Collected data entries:
+ + + + +
//! # Observability
//!
//! Tracing subscriber setup and Prometheus metrics export.
//!
//! ## Features
//!
//! - Tracing initialization (JSON/Pretty/Compact)
//! - Prometheus metrics export
//! - Per-dispatcher counters and run summaries
//!
//! ## Example
//!
//! ```ignore
//! use observability::{init_with_config, DispatchCounters, ObservabilityConfig};
//!
//! // Initialize before building dispatchers so counter handles bind to the recorder
//! init_with_config(ObservabilityConfig::default())?;
//!
//! let counters = DispatchCounters::register("can-bus");
//! counters.accepted.increment(1);
//! ```

pub mod metrics;

use anyhow::{Context, Result};
use metrics_exporter_prometheus::PrometheusBuilder;
use tracing_subscriber::{
    fmt, layer::SubscriberExt, util::SubscriberInitExt, EnvFilter, Layer,
};

// Re-exports
pub use crate::metrics::{
    record_registered_handlers, DispatchCounters, DispatchMetricsAggregator, MetricsSummary,
    RunningStats, StatsSummary,
};

/// Observability configuration
#[derive(Debug, Clone)]
pub struct ObservabilityConfig {
    /// Log format
    pub log_format: LogFormat,
    /// Prometheus port (None = disabled)
    pub metrics_port: Option<u16>,
    /// Default log level, used when RUST_LOG is unset
    pub default_log_level: String,
}

impl Default for ObservabilityConfig {
    fn default() -> Self {
        Self {
            log_format: LogFormat::Json,
            metrics_port: Some(9000),
            default_log_level: "info".to_string(),
        }
    }
}

/// Log format
#[derive(Debug, Clone, Copy, Default, PartialEq, Eq)]
pub enum LogFormat {
    /// JSON structured logs
    #[default]
    Json,
    /// Human-readable format
    Pretty,
    /// Compact single-line format
    Compact,
}

/// Build the formatting layer for a log format
///
/// Thread names are always included: handlers run on named worker threads.
fn fmt_layer<S>(format: LogFormat) -> Box<dyn Layer<S> + Send + Sync>
where
    S: tracing::Subscriber + for<'a> tracing_subscriber::registry::LookupSpan<'a>,
{
    match format {
        LogFormat::Json => fmt::layer()
            .json()
            .with_target(true)
            .with_thread_ids(true)
            .with_thread_names(true)
            .with_file(true)
            .with_line_number(true)
            .boxed(),
        LogFormat::Pretty => fmt::layer().pretty().with_thread_names(true).boxed(),
        LogFormat::Compact => fmt::layer().compact().with_thread_names(true).boxed(),
    }
}

/// Initialize with a custom configuration
pub fn init_with_config(config: ObservabilityConfig) -> Result<()> {
    let filter = EnvFilter::try_from_default_env()
        .unwrap_or_else(|_| EnvFilter::new(&config.default_log_level));

    tracing_subscriber::registry()
        .with(filter)
        .with(fmt_layer(config.log_format))
        .try_init()
        .context("Failed to initialize tracing subscriber")?;

    if let Some(port) = config.metrics_port {
        init_metrics_only(port)?;
    }

    tracing::info!(
        log_format = ?config.log_format,
        metrics_port = ?config.metrics_port,
        "Observability initialized"
    );

    Ok(())
}

/// Initialize Prometheus metrics only (tracing left untouched)
///
/// For binaries that install their own tracing subscriber.
pub fn init_metrics_only(port: u16) -> Result<()> {
    PrometheusBuilder::new()
        .with_http_listener(([0, 0, 0, 0], port))
        .install()
        .context("Failed to install Prometheus recorder")?;

    tracing::info!(port = port, "Prometheus metrics endpoint initialized");
    Ok(())
}

/// Install a test-friendly subscriber (captured by the test harness)
///
/// Safe to call from every test; only the first call installs anything.
pub fn init_test_tracing() {
    let filter =
        EnvFilter::try_from_default_env().unwrap_or_else(|_| EnvFilter::new("debug"));
    let _ = tracing_subscriber::registry()
        .with(filter)
        .with(fmt::layer().with_test_writer().with_thread_names(true))
        .try_init();
}

#[cfg(test)]
mod tests {
    use super::*;

    #[test]
    fn test_default_config() {
        let config = ObservabilityConfig::default();
        assert_eq!(config.metrics_port, Some(9000));
        assert_eq!(config.default_log_level, "info");
        assert_eq!(config.log_format, LogFormat::Json);
    }

    #[test]
    fn test_init_test_tracing_is_idempotent() {
        init_test_tracing();
        init_test_tracing();
        tracing::debug!("still alive");
    }
}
+ + + + +
§ REQUIRED WORK
The records must be given again in full, exactly as shown.

§ RESPONSE TO THE TASK
//! # Observability
//!
//! Tracing subscriber setup and Prometheus metrics export.
//!
//! ## Features
//!
//! - Tracing initialization (JSON/Pretty/Compact)
//! - Prometheus metrics export
//! - Per-dispatcher counters and run summaries
//!
//! ## Example
//!
//! ```ignore
//! use observability::{init_with_config, DispatchCounters, ObservabilityConfig};
//!
//! // Initialize before building dispatchers so counter handles bind to the recorder
//! init_with_config(ObservabilityConfig::default())?;
//!
//! let counters = DispatchCounters::register("can-bus");
//! counters.accepted.increment(1);
//! ```

pub mod metrics;

use anyhow::{Context, Result};
use metrics_exporter_prometheus::PrometheusBuilder;
use tracing_subscriber::{
    fmt, layer::SubscriberExt, util::SubscriberInitExt, EnvFilter, Layer,
};

// Re-exports
pub use crate::metrics::{
    record_registered_handlers, DispatchCounters, DispatchMetricsAggregator, MetricsSummary,
    RunningStats, StatsSummary,
};

/// Observability configuration
#[derive(Debug, Clone)]
pub struct ObservabilityConfig {
    /// Log format
    pub log_format: LogFormat,
    /// Prometheus port (None = disabled)
    pub metrics_port: Option<u16>,
    /// Default log level, used when RUST_LOG is unset
    pub default_log_level: String,
}

impl Default for ObservabilityConfig {
    fn default() -> Self {
        Self {
            log_format: LogFormat::Json,
            metrics_port: Some(9000),
            default_log_level: "info".to_string(),
        }
    }
}

/// Log format
#[derive(Debug, Clone, Copy, Default, PartialEq, Eq)]
pub enum LogFormat {
    /// JSON structured logs
    #[default]
    Json,
    /// Human-readable format
    Pretty,
    /// Compact single-line format
    Compact,
}

/// Build the formatting layer for a log format
///
/// Thread names are always included: handlers run on named worker threads.
fn fmt_layer<S>(format: LogFormat) -> Box<dyn Layer<S> + Send + Sync>
where
    S: tracing::Subscriber + for<'a> tracing_subscriber::registry::LookupSpan<'a>,
{
    match format {
        LogFormat::Json => fmt::layer()
            .json()
            .with_target(true)
            .with_thread_ids(true)
            .with_thread_names(true)
            .with_file(true)
            .with_line_number(true)
            .boxed(),
        LogFormat::Pretty => fmt::layer().pretty().with_thread_names(true).boxed(),
        LogFormat::Compact => fmt::layer().compact().with_thread_names(true).boxed(),
    }
}

/// Initialize with a custom configuration
pub fn init_with_config(config: ObservabilityConfig) -> Result<()> {
    let filter = EnvFilter::try_from_default_env()
        .unwrap_or_else(|_| EnvFilter::new(&config.default_log_level));

    tracing_subscriber::registry()
        .with(filter)
        .with(fmt_layer(config.log_format))
        .try_init()
        .context("Failed to initialize tracing subscriber")?;

    if let Some(port) = config.metrics_port {
        init_metrics_only(port)?;
    }

    tracing::info!(
        log_format = ?config.log_format,
        metrics_port = ?config.metrics_port,
        "Observability initialized"
    );

    Ok(())
}

/// Initialize Prometheus metrics only (tracing left untouched)
///
/// For binaries that install their own tracing subscriber.
pub fn init_metrics_only(port: u16) -> Result<()> {
    PrometheusBuilder::new()
        .with_http_listener(([0, 0, 0, 0], port))
        .install()
        .context("Failed to install Prometheus recorder")?;

    tracing::info!(port = port, "Prometheus metrics endpoint initialized");
    Ok(())
}

/// Install a test-friendly subscriber (captured by the test harness)
///
/// Safe to call from every test; only the first call installs anything.
pub fn init_test_tracing() {
    let filter =
        EnvFilter::try_from_default_env().unwrap_or_else(|_| EnvFilter::new("debug"));
    let _ = tracing_subscriber::registry()
        .with(filter)
        .with(fmt::layer().with_test_writer().with_thread_names(true))
        .try_init();
}

#[cfg(test)]
mod tests {
    use super::*;

    #[test]
    fn test_default_config() {
        let config = ObservabilityConfig::default();
        assert_eq!(config.metrics_port, Some(9000));
        assert_eq!(config.default_log_level, "info");
        assert_eq!(config.log_format, LogFormat::Json);
    }

    #[test]
    fn test_init_test_tracing_is_idempotent() {
        init_test_tracing();
        init_test_tracing();
        tracing::debug!("still alive");
    }
}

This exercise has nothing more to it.